Compared with the disadvantages of food safety risk and the like existing in chemical modification, green, safe, economical and efficient mixed starch system is more and more favored by researchers. Due to the complexity of the mixed starch system, most of the mixed starch systems are still in experimental research and exploration stages at present, and the application of the mixed starch systems in industrial production practice is rarely reported, but the potential application prospect is quite bright. Different from single natural native starch, the specific native starch is mixed according to a specific proportion, and a mixed starch system with new functional characteristics meeting the industrial production requirements is expected to be obtained. Researches show that in the production and processing of pudding, the addition of pea-corn starch obviously improves the hydrophobicity of the product, and simultaneously keeps the unique gelatinization characteristic of the pea starch; in the noodle product produced and processed by using the mung bean-potato starch mixed system as the raw material, the prepared noodle not only has smooth and chewy taste, but also greatly reduces the production cost.
In the traditional potato powder processing production, in order to improve the boiling resistance and toughness and reduce the broken rate, a certain amount of alum, namely KAl (SO) is usually added in the processing4)2·12H2O, so as to improve the product quality.
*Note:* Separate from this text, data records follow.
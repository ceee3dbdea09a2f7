use postie_core::traits::ExceptionReporter;
use postie_errors::PostieError;
use tracing::error;

/// 通过tracing上报异常，并按错误码计数
#[derive(Debug, Default, Clone)]
pub struct TracingExceptionReporter;

impl TracingExceptionReporter {
    pub fn new() -> Self {
        Self
    }
}

impl ExceptionReporter for TracingExceptionReporter {
    fn report(&self, err: &PostieError) {
        let code = err.error_code();
        error!(
            error_code = code,
            retryable = err.is_retryable(),
            "上报异常: {err}"
        );
        metrics::counter!("postie_exceptions_reported_total", "code" => code).increment(1);
    }
}

#[cfg(test)]
mod tests {
    use super::*;

    #[test]
    fn test_report_does_not_panic_without_recorder() {
        let reporter = TracingExceptionReporter::new();
        reporter.report(&PostieError::delivery_error("smtp timeout"));
        reporter.report(&PostieError::mailer_not_registered("template"));
    }
}
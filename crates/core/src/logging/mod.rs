use std::str::FromStr;

use anyhow::{Context, Result};
use postie_errors::PostieError;
use tracing_subscriber::{layer::SubscriberExt, util::SubscriberInitExt, EnvFilter};

use crate::config::ObservabilityConfig;

/// 日志输出格式
#[derive(Debug, Clone, Copy, PartialEq, Eq)]
pub enum LogFormat {
    Pretty,
    Json,
}

impl FromStr for LogFormat {
    type Err = PostieError;

    fn from_str(format: &str) -> Result<Self, Self::Err> {
        match format.to_lowercase().as_str() {
            "pretty" => Ok(LogFormat::Pretty),
            "json" => Ok(LogFormat::Json),
            _ => Err(PostieError::config_error(format!("不支持的日志格式: {format}"))),
        }
    }
}

/// 初始化日志系统
///
/// `RUST_LOG` 存在时优先于传入的日志级别。
pub fn init_logging(log_level: &str, log_format: LogFormat) -> Result<()> {
    let env_filter =
        EnvFilter::try_from_default_env().unwrap_or_else(|_| EnvFilter::new(log_level));

    let registry = tracing_subscriber::registry().with(env_filter);

    match log_format {
        LogFormat::Json => registry
            .with(tracing_subscriber::fmt::layer().json())
            .try_init()
            .context("初始化JSON日志格式失败")?,
        LogFormat::Pretty => registry
            .with(tracing_subscriber::fmt::layer().pretty())
            .try_init()
            .context("初始化Pretty日志格式失败")?,
    }

    Ok(())
}

/// 按可观测性配置初始化日志系统
pub fn init_from_config(config: &ObservabilityConfig) -> Result<()> {
    let format: LogFormat = config.log_format.parse()?;
    init_logging(&config.log_level, format)
}
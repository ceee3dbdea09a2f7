//! Redis cache manager implementation

use super::{CacheService, CacheStats};
use async_trait::async_trait;
use postie_core::config::CacheConfig;
use postie_errors::{PostieError, PostieResult};
use std::sync::Arc;
use std::time::Duration;
use tokio::sync::RwLock;
use tracing::{debug, error, info, instrument};

/// Redis cache manager with a shared connection manager and metrics
pub struct RedisCacheManager {
    /// Multiplexed connection, reconnects on its own
    connection: redis::aio::ConnectionManager,
    /// Cache statistics
    stats: Arc<RwLock<CacheStats>>,
    /// Key prefix for this instance
    key_prefix: String,
}

impl RedisCacheManager {
    /// Create a new Redis cache manager
    pub async fn new(config: &CacheConfig) -> PostieResult<Self> {
        info!("Creating Redis cache manager with URL: {}", config.redis_url);

        let client = redis::Client::open(config.redis_url.clone())
            .map_err(|e| PostieError::cache_error(e.to_string()))?;

        let mut connection = client
            .get_connection_manager()
            .await
            .map_err(|e| PostieError::cache_error(e.to_string()))?;

        // Test connection
        let _: String = redis::cmd("PING")
            .query_async(&mut connection)
            .await
            .map_err(|e| PostieError::cache_error(e.to_string()))?;

        info!("Redis cache manager created successfully");

        Ok(Self {
            connection,
            stats: Arc::new(RwLock::new(CacheStats::default())),
            key_prefix: config.key_prefix.clone().unwrap_or_default(),
        })
    }

    /// Build full cache key with prefix
    fn build_key(&self, key: &str) -> String {
        full_key(&self.key_prefix, key)
    }

    async fn record<F: FnOnce(&mut CacheStats)>(&self, update: F) {
        let mut stats = self.stats.write().await;
        update(&mut stats);
    }

    async fn fail(&self, op: &str, key: &str, e: redis::RedisError) -> PostieError {
        error!("Cache {} failed for key {}: {}", op, key, e);
        self.record(|s| s.errors += 1).await;
        PostieError::cache_error(e.to_string())
    }
}

fn full_key(prefix: &str, key: &str) -> String {
    if prefix.is_empty() {
        key.to_string()
    } else {
        format!("{prefix}:{key}")
    }
}

/// PSETEX takes milliseconds; sub-millisecond TTLs round up to 1ms
fn ttl_millis(ttl: Duration) -> PostieResult<u64> {
    u64::try_from(ttl.as_millis())
        .map(|millis| millis.max(1))
        .map_err(|_| PostieError::cache_error(format!("TTL {ttl:?} is out of range")))
}

#[async_trait]
impl CacheService for RedisCacheManager {
    #[instrument(skip(self))]
    async fn get(&self, key: &str) -> PostieResult<Option<Vec<u8>>> {
        let full_key = self.build_key(key);
        debug!("Cache GET: {}", full_key);

        let mut conn = self.connection.clone();
        let result: Option<Vec<u8>> = match redis::cmd("GET")
            .arg(&full_key)
            .query_async(&mut conn)
            .await
        {
            Ok(value) => value,
            Err(e) => return Err(self.fail("GET", &full_key, e).await),
        };

        match result {
            Some(value) => {
                debug!("Cache HIT: {}", full_key);
                self.record(|s| s.hits += 1).await;
                Ok(Some(value))
            }
            None => {
                debug!("Cache MISS: {}", full_key);
                self.record(|s| s.misses += 1).await;
                Ok(None)
            }
        }
    }

    #[instrument(skip(self, value))]
    async fn set(&self, key: &str, value: &[u8], ttl: Duration) -> PostieResult<()> {
        let full_key = self.build_key(key);
        if ttl.is_zero() {
            self.record(|s| s.errors += 1).await;
            return Err(PostieError::cache_error(format!(
                "TTL must be greater than 0 for key {full_key}"
            )));
        }

        let millis = match ttl_millis(ttl) {
            Ok(millis) => millis,
            Err(e) => {
                self.record(|s| s.errors += 1).await;
                return Err(e);
            }
        };

        debug!("Cache SET: {} with TTL: {:?}", full_key, ttl);

        let mut conn = self.connection.clone();
        let result: Result<(), redis::RedisError> = redis::cmd("PSETEX")
            .arg(&full_key)
            .arg(millis)
            .arg(value)
            .query_async(&mut conn)
            .await;
        if let Err(e) = result {
            return Err(self.fail("SET", &full_key, e).await);
        }

        debug!("Cache SET success: {}", full_key);
        self.record(|s| s.sets += 1).await;
        Ok(())
    }

    #[instrument(skip(self))]
    async fn delete(&self, key: &str) -> PostieResult<bool> {
        let full_key = self.build_key(key);
        debug!("Cache DELETE: {}", full_key);

        let mut conn = self.connection.clone();
        let result: i32 = match redis::cmd("DEL")
            .arg(&full_key)
            .query_async(&mut conn)
            .await
        {
            Ok(count) => count,
            Err(e) => return Err(self.fail("DELETE", &full_key, e).await),
        };

        let deleted = result > 0;
        if deleted {
            debug!("Cache DELETE success: {}", full_key);
            self.record(|s| s.deletes += 1).await;
        } else {
            debug!("Cache DELETE key not found: {}", full_key);
        }

        Ok(deleted)
    }

    #[instrument(skip(self))]
    async fn exists(&self, key: &str) -> PostieResult<bool> {
        let full_key = self.build_key(key);
        debug!("Cache EXISTS: {}", full_key);

        let mut conn = self.connection.clone();
        match redis::cmd("EXISTS")
            .arg(&full_key)
            .query_async::<i32>(&mut conn)
            .await
        {
            Ok(count) => Ok(count > 0),
            Err(e) => Err(self.fail("EXISTS", &full_key, e).await),
        }
    }

    async fn get_stats(&self) -> CacheStats {
        self.stats.read().await.clone()
    }

    #[instrument(skip(self))]
    async fn health_check(&self) -> PostieResult<bool> {
        debug!("Cache health check");

        let mut conn = self.connection.clone();
        match redis::cmd("PING").query_async::<String>(&mut conn).await {
            Ok(reply) => Ok(reply == "PONG"),
            Err(e) => Err(self.fail("PING", "-", e).await),
        }
    }
}

impl Clone for RedisCacheManager {
    fn clone(&self) -> Self {
        Self {
            connection: self.connection.clone(),
            stats: Arc::clone(&self.stats),
            key_prefix: self.key_prefix.clone(),
        }
    }
}
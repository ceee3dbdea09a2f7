pub mod message_status;
pub mod request;

pub use message_status::{MessageStatus, Status};
pub use request::{EmailSendRequest, MailRequest, TemplateEmailSendRequest, DEFAULT_CHANNEL};
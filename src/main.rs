use anyhow::{Context, Result};
use clap::{Arg, ArgAction, ArgMatches, Command};
use postie::Application;
use postie_core::logging::{init_from_config, LogFormat};
use postie_core::{AppConfig, EmailSendRequest, MailRequest, TemplateEmailSendRequest};
use tracing::{debug, info};

#[tokio::main]
async fn main() -> Result<()> {
    let matches = build_cli().get_matches();

    // 获取命令行参数
    let config_path = matches.get_one::<String>("config");

    let mut config = AppConfig::load(config_path.map(String::as_str)).with_context(|| {
        format!(
            "加载配置失败: {}",
            config_path.map(String::as_str).unwrap_or("<默认路径>")
        )
    })?;

    // 命令行显式指定的日志参数覆盖配置文件
    apply_log_overrides(&mut config, &matches)?;
    init_from_config(&config.observability)?;
    debug!("配置加载完成，默认邮件服务: {:?}", config.mailer.default_service);

    if let Some(("status", _)) = matches.subcommand() {
        ensure_shared_status_cache(&config)?;
    }

    let app = Application::new(config).await?;

    match matches.subcommand() {
        Some(("send", sub)) => run_send(&app, sub).await,
        Some(("status", sub)) => run_status(&app, sub).await,
        Some(("mailers", _)) => run_mailers(&app).await,
        _ => Err(anyhow::anyhow!("未知的子命令")),
    }
}

fn build_cli() -> Command {
    Command::new("postie")
        .version("1.0.0")
        .about("按别名分发的消息发送服务")
        .subcommand_required(true)
        .arg(
            Arg::new("config")
                .short('c')
                .long("config")
                .value_name("FILE")
                .help("配置文件路径")
                .global(true),
        )
        .arg(
            Arg::new("log-level")
                .short('l')
                .long("log-level")
                .value_name("LEVEL")
                .help("日志级别，默认使用配置中的 observability.log_level")
                .value_parser(["trace", "debug", "info", "warn", "error"])
                .global(true),
        )
        .arg(
            Arg::new("log-format")
                .long("log-format")
                .value_name("FORMAT")
                .help("日志格式，默认使用配置中的 observability.log_format")
                .value_parser(["json", "pretty"])
                .global(true),
        )
        .subcommand(
            Command::new("send")
                .about("发送一封邮件并输出消息状态")
                .arg(
                    Arg::new("service")
                        .short('s')
                        .long("service")
                        .value_name("ALIAS")
                        .help("邮件服务别名，默认使用配置中的默认服务"),
                )
                .arg(
                    Arg::new("channel")
                        .long("channel")
                        .value_name("CHANNEL")
                        .help("发送渠道")
                        .default_value(postie_core::DEFAULT_CHANNEL),
                )
                .arg(
                    Arg::new("to")
                        .long("to")
                        .value_name("ADDRESS")
                        .help("收件人，可重复")
                        .action(ArgAction::Append)
                        .required(true),
                )
                .arg(
                    Arg::new("template")
                        .long("template")
                        .value_name("NAME")
                        .help("模板名称")
                        .conflicts_with_all(["subject", "body"]),
                )
                .arg(
                    Arg::new("var")
                        .long("var")
                        .value_name("KEY=VALUE")
                        .help("模板变量，可重复")
                        .action(ArgAction::Append)
                        .requires("template"),
                )
                .arg(
                    Arg::new("subject")
                        .long("subject")
                        .value_name("TEXT")
                        .help("邮件主题")
                        .required_unless_present("template"),
                )
                .arg(
                    Arg::new("body")
                        .long("body")
                        .value_name("TEXT")
                        .help("邮件正文")
                        .default_value(""),
                ),
        )
        .subcommand(
            Command::new("status")
                .about("查询消息状态")
                .arg(Arg::new("id").value_name("MESSAGE_ID").required(true)),
        )
        .subcommand(Command::new("mailers").about("列出已注册的邮件服务及健康状态"))
}

fn apply_log_overrides(config: &mut AppConfig, matches: &ArgMatches) -> Result<()> {
    if let Some(level) = matches.get_one::<String>("log-level") {
        config.observability.log_level = level.clone();
    }
    if let Some(format) = matches.get_one::<String>("log-format") {
        format.parse::<LogFormat>()?;
        config.observability.log_format = format.clone();
    }
    Ok(())
}

/// 内存缓存只存在于单个进程内，`status` 无法读到其他进程写入的记录
fn ensure_shared_status_cache(config: &AppConfig) -> Result<()> {
    if config.cache.backend == "memory" {
        return Err(anyhow::anyhow!(
            "status 命令需要跨进程共享的缓存，当前缓存后端为 memory；\
             请在配置中设置 [cache] backend = \"redis\""
        ));
    }
    Ok(())
}

async fn run_send(app: &Application, matches: &ArgMatches) -> Result<()> {
    let request = build_request(matches)?;
    let alias = matches.get_one::<String>("service").map(String::as_str);
    let service = app.email_service();

    let status = match request {
        MailRequest::Template(request) if alias.is_none() => {
            service.send_template_email(request).await?
        }
        request => service.dispatch(alias, request).await?,
    };

    info!("消息 {} 状态: {}", status.message_id, status.status);
    println!("{}", serde_json::to_string_pretty(&status)?);
    Ok(())
}

async fn run_status(app: &Application, matches: &ArgMatches) -> Result<()> {
    let id = matches
        .get_one::<String>("id")
        .context("缺少消息ID")?;

    let status = app.email_service().message_status(id).await?;
    println!("{}", serde_json::to_string_pretty(&status)?);
    Ok(())
}

async fn run_mailers(app: &Application) -> Result<()> {
    let health = app.mailer_health().await?;
    let default = app.config().mailer.default_service.as_deref();

    for (alias, healthy) in health {
        let driver = app
            .config()
            .mailer
            .services
            .get(&alias)
            .map(|s| s.driver.as_str())
            .unwrap_or("-");
        let marker = if Some(alias.as_str()) == default { "*" } else { " " };
        let state = if healthy { "healthy" } else { "unhealthy" };
        println!("{marker} {alias:<20} {driver:<8} {state}");
    }
    Ok(())
}

fn build_request(matches: &ArgMatches) -> Result<MailRequest> {
    let recipients: Vec<String> = matches
        .get_many::<String>("to")
        .map(|values| values.cloned().collect())
        .unwrap_or_default();
    let channel = matches
        .get_one::<String>("channel")
        .cloned()
        .unwrap_or_else(|| postie_core::DEFAULT_CHANNEL.to_string());

    if let Some(template) = matches.get_one::<String>("template") {
        let mut request = TemplateEmailSendRequest::new(template, recipients).with_channel(channel);
        for var in matches.get_many::<String>("var").into_iter().flatten() {
            let (key, value) = parse_var(var)?;
            request = request.with_variable(key, value);
        }
        return Ok(request.into());
    }

    let subject = matches
        .get_one::<String>("subject")
        .context("普通邮件需要 --subject")?;
    let body = matches
        .get_one::<String>("body")
        .map(String::as_str)
        .unwrap_or_default();
    Ok(EmailSendRequest::new(subject, body, recipients)
        .with_channel(channel)
        .into())
}

/// 解析 `key=value`，值能按JSON解析时保留其类型，否则作为字符串
fn parse_var(raw: &str) -> Result<(String, serde_json::Value)> {
    let (key, value) = raw
        .split_once('=')
        .ok_or_else(|| anyhow::anyhow!("模板变量格式应为 key=value: {raw}"))?;
    let key = key.trim();
    if key.is_empty() {
        return Err(anyhow::anyhow!("模板变量名不能为空: {raw}"));
    }

    let value = serde_json::from_str(value)
        .unwrap_or_else(|_| serde_json::Value::String(value.to_string()));
    Ok((key.to_string(), value))
}

#[cfg(test)]
mod tests {
    use super::*;

    #[test]
    fn test_cli_definition() {
        build_cli().debug_assert();
    }

    #[test]
    fn test_parse_var() {
        assert_eq!(
            parse_var("name=Ada").unwrap(),
            ("name".to_string(), serde_json::json!("Ada"))
        );
        assert_eq!(
            parse_var("count=3").unwrap(),
            ("count".to_string(), serde_json::json!(3))
        );
        assert!(parse_var("novalue").is_err());
        assert!(parse_var("=x").is_err());
    }

    #[test]
    fn test_build_template_request() {
        let matches = build_cli()
            .try_get_matches_from([
                "postie", "send", "--to", "a@example.com", "--to", "b@example.com",
                "--template", "welcome", "--var", "name=Ada",
            ])
            .unwrap();
        let (_, sub) = matches.subcommand().unwrap();

        match build_request(sub).unwrap() {
            MailRequest::Template(request) => {
                assert_eq!(request.template, "welcome");
                assert_eq!(request.recipients.len(), 2);
                assert_eq!(request.variables["name"], serde_json::json!("Ada"));
            }
            other => panic!("unexpected request: {other:?}"),
        }
    }

    #[test]
    fn test_build_plain_request() {
        let matches = build_cli()
            .try_get_matches_from([
                "postie", "send", "--to", "a@example.com", "--subject", "Hi", "--body", "Hello",
                "--channel", "alerts",
            ])
            .unwrap();
        let (_, sub) = matches.subcommand().unwrap();

        let request = build_request(sub).unwrap();
        assert_eq!(request.kind(), "plain");
        assert_eq!(request.channel(), "alerts");
    }

    #[test]
    fn test_log_settings_come_from_config_by_default() {
        let mut config = AppConfig::default();
        config.observability.log_level = "debug".to_string();
        config.observability.log_format = "json".to_string();

        let matches = build_cli()
            .try_get_matches_from(["postie", "mailers"])
            .unwrap();
        apply_log_overrides(&mut config, &matches).unwrap();

        assert_eq!(config.observability.log_level, "debug");
        assert_eq!(config.observability.log_format, "json");
    }

    #[test]
    fn test_explicit_log_flags_override_config() {
        let mut config = AppConfig::default();
        config.observability.log_format = "json".to_string();

        let matches = build_cli()
            .try_get_matches_from(["postie", "-l", "warn", "--log-format", "pretty", "mailers"])
            .unwrap();
        apply_log_overrides(&mut config, &matches).unwrap();

        assert_eq!(config.observability.log_level, "warn");
        assert_eq!(config.observability.log_format, "pretty");
    }

    #[test]
    fn test_status_requires_shared_cache() {
        let mut config = AppConfig::default();
        assert_eq!(config.cache.backend, "memory");
        let err = ensure_shared_status_cache(&config).unwrap_err();
        assert!(err.to_string().contains("redis"));

        config.cache.backend = "redis".to_string();
        assert!(ensure_shared_status_cache(&config).is_ok());
    }

    #[test]
    fn test_send_requires_subject_or_template() {
        let result = build_cli().try_get_matches_from(["postie", "send", "--to", "a@example.com"]);
        assert!(result.is_err());
    }
}
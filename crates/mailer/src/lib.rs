pub mod factory;
pub mod mailers;
pub mod service;
pub mod status_store;

pub use factory::{MailerFactory, TEMPLATE};
pub use mailers::{HttpMailer, LogMailer, MemoryMailer, MockMailer};
pub use service::EmailService;
pub use status_store::MessageStatusStore;
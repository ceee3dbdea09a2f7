pub mod config;
pub mod logging;
pub mod models;
pub mod traits;

pub use config::*;
pub use models::{
    EmailSendRequest, MailRequest, MessageStatus, Status, TemplateEmailSendRequest,
    DEFAULT_CHANNEL,
};
pub use traits::{ExceptionReporter, Mailer, MailerRegistry};

pub use postie_errors::{PostieError, PostieResult};
use std::time::Duration;

use serde::{Deserialize, Serialize};

use crate::models::Status;

/// 状态TTL上限：30天
pub const MAX_STATUS_TTL_SECONDS: u64 = 30 * 24 * 3600;

/// 消息状态缓存配置
#[derive(Debug, Clone, Serialize, Deserialize)]
#[serde(default)]
pub struct MessageStatusCacheConfig {
    /// 缓存键前缀，完整键为 `key_prefix + message_id`
    pub key_prefix: String,
    pub ttl: StatusTtlConfig,
}

/// 按状态区分的TTL（秒）
#[derive(Debug, Clone, Serialize, Deserialize)]
#[serde(default)]
pub struct StatusTtlConfig {
    pub pending_seconds: u64,
    pub sent_seconds: u64,
    pub failed_seconds: u64,
}

impl Default for MessageStatusCacheConfig {
    fn default() -> Self {
        Self {
            key_prefix: "message_status_".to_string(),
            ttl: StatusTtlConfig::default(),
        }
    }
}

impl Default for StatusTtlConfig {
    fn default() -> Self {
        Self {
            pending_seconds: 3600, // 1 hour
            sent_seconds: 86400,   // 1 day
            failed_seconds: 86400, // 1 day
        }
    }
}

impl MessageStatusCacheConfig {
    /// 获取指定状态的TTL
    pub fn ttl(&self, status: Status) -> Duration {
        let seconds = match status {
            Status::Pending => self.ttl.pending_seconds,
            Status::Sent => self.ttl.sent_seconds,
            Status::Failed => self.ttl.failed_seconds,
        };
        Duration::from_secs(seconds)
    }

    pub fn validate(&self) -> anyhow::Result<()> {
        if self.key_prefix.is_empty() {
            return Err(anyhow::anyhow!("消息状态缓存键前缀不能为空"));
        }

        for (status, seconds) in [
            (Status::Pending, self.ttl.pending_seconds),
            (Status::Sent, self.ttl.sent_seconds),
            (Status::Failed, self.ttl.failed_seconds),
        ] {
            if seconds == 0 {
                return Err(anyhow::anyhow!("{}状态TTL必须大于0", status));
            }
            if seconds > MAX_STATUS_TTL_SECONDS {
                return Err(anyhow::anyhow!(
                    "{}状态TTL不能超过{}秒: {}",
                    status,
                    MAX_STATUS_TTL_SECONDS,
                    seconds
                ));
            }
        }

        Ok(())
    }
}
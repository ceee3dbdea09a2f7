use postie_core::config::*;
use postie_core::models::Status;
use std::fs;
use std::time::Duration;
use tempfile::NamedTempFile;

#[test]
fn test_default_config() {
    let config = AppConfig::default();
    assert!(config.validate().is_ok());

    // 验证默认值
    assert_eq!(config.mailer.default_service.as_deref(), Some("default"));
    assert!(config.mailer.services.contains_key("template"));
    assert_eq!(config.message_status_cache.key_prefix, "message_status_");
    assert_eq!(config.cache.backend, "memory");
    assert_eq!(config.observability.log_level, "info");
}

#[test]
fn test_config_from_toml() {
    let toml_content = r#"
[mailer]
default_service = "primary"

[mailer.services.primary]
driver = "memory"

[mailer.services.template]
driver = "mock"
options = { should_succeed = false, latency_ms = 5 }

[message_status_cache]
key_prefix = "status:"

[message_status_cache.ttl]
pending_seconds = 60
sent_seconds = 120
failed_seconds = 600

[cache]
backend = "redis"
redis_url = "redis://cache:6379"

[observability]
log_level = "debug"
log_format = "json"
"#;

    let config = AppConfig::from_toml(toml_content).unwrap();

    assert_eq!(config.mailer.default_service.as_deref(), Some("primary"));
    assert_eq!(config.mailer.services.len(), 2);
    assert_eq!(config.mailer.services["template"].driver, "mock");
    assert_eq!(
        config.mailer.services["template"].option_bool("should_succeed"),
        Some(false)
    );
    assert_eq!(config.message_status_cache.key_prefix, "status:");
    assert_eq!(
        config.message_status_cache.ttl(Status::Failed),
        Duration::from_secs(600)
    );
    assert_eq!(config.cache.backend, "redis");
    assert_eq!(config.observability.log_format, "json");
}

#[test]
fn test_partial_toml_uses_defaults() {
    let config = AppConfig::from_toml(
        r#"
[message_status_cache.ttl]
sent_seconds = 30
"#,
    )
    .unwrap();

    assert_eq!(
        config.message_status_cache.ttl(Status::Sent),
        Duration::from_secs(30)
    );
    assert_eq!(
        config.message_status_cache.ttl(Status::Pending),
        Duration::from_secs(3600)
    );
    assert_eq!(config.mailer.default_service.as_deref(), Some("default"));
}

#[test]
fn test_invalid_toml_config() {
    let result = AppConfig::from_toml(
        r#"
[mailer.services.default]
driver = "carrier-pigeon"
"#,
    );
    assert!(result.is_err());

    let result = AppConfig::from_toml(
        r#"
[observability]
log_level = "verbose"
"#,
    );
    assert!(result.is_err());
}

#[test]
fn test_config_load_from_file() {
    let temp_file = NamedTempFile::new().unwrap();
    fs::write(
        temp_file.path(),
        r#"
[mailer]
default_service = "default"

[mailer.services.default]
driver = "memory"

[cache]
backend = "memory"
purge_interval_seconds = 0
"#,
    )
    .unwrap();

    let path = temp_file.path().to_str().unwrap();
    let config = AppConfig::load(Some(path)).unwrap();

    assert_eq!(config.mailer.services["default"].driver, "memory");
    assert_eq!(config.cache.purge_interval_seconds, 0);
}

#[test]
fn test_config_load_missing_file() {
    let result = AppConfig::load(Some("/definitely/not/here/postie.toml"));
    assert!(result.is_err());
}

#[test]
fn test_config_toml_roundtrip() {
    let config = AppConfig::default();
    let toml_str = config.to_toml().unwrap();
    let restored = AppConfig::from_toml(&toml_str).unwrap();

    assert_eq!(restored.mailer.services, config.mailer.services);
    assert_eq!(
        restored.message_status_cache.key_prefix,
        config.message_status_cache.key_prefix
    );
}

#[test]
fn test_oversized_status_ttl_rejected() {
    let result = AppConfig::from_toml(
        r#"
[message_status_cache.ttl]
pending_seconds = 9223372036854775807
"#,
    );
    assert!(result.is_err());

    let config = AppConfig::from_toml(&format!(
        "[message_status_cache.ttl]\nsent_seconds = {MAX_STATUS_TTL_SECONDS}\n"
    ))
    .unwrap();
    assert_eq!(
        config.message_status_cache.ttl(Status::Sent),
        Duration::from_secs(MAX_STATUS_TTL_SECONDS)
    );
}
However, studies have shown that Al+3Excessive intake of (b) can lead to human health problems such as osteoporosis, dyspepsia, senile dementia, and the like. Therefore, the development of the alum-free dried potato powder has important significance and value. At present, a great deal of research is focused on processing and producing potato powder, and alum is replaced by other additives (such as gluten fortifier, chemically modified starch and the like) so as to obtain alum-free potato powder with ideal quality. Although the method improves the quality of the alum-free potato powder to a certain extent, the addition of the chemically modified starch increases the edible safety risk of the product, which not only violates the diet concept of 'green natural health' but also fails to meet the standard requirements of green food.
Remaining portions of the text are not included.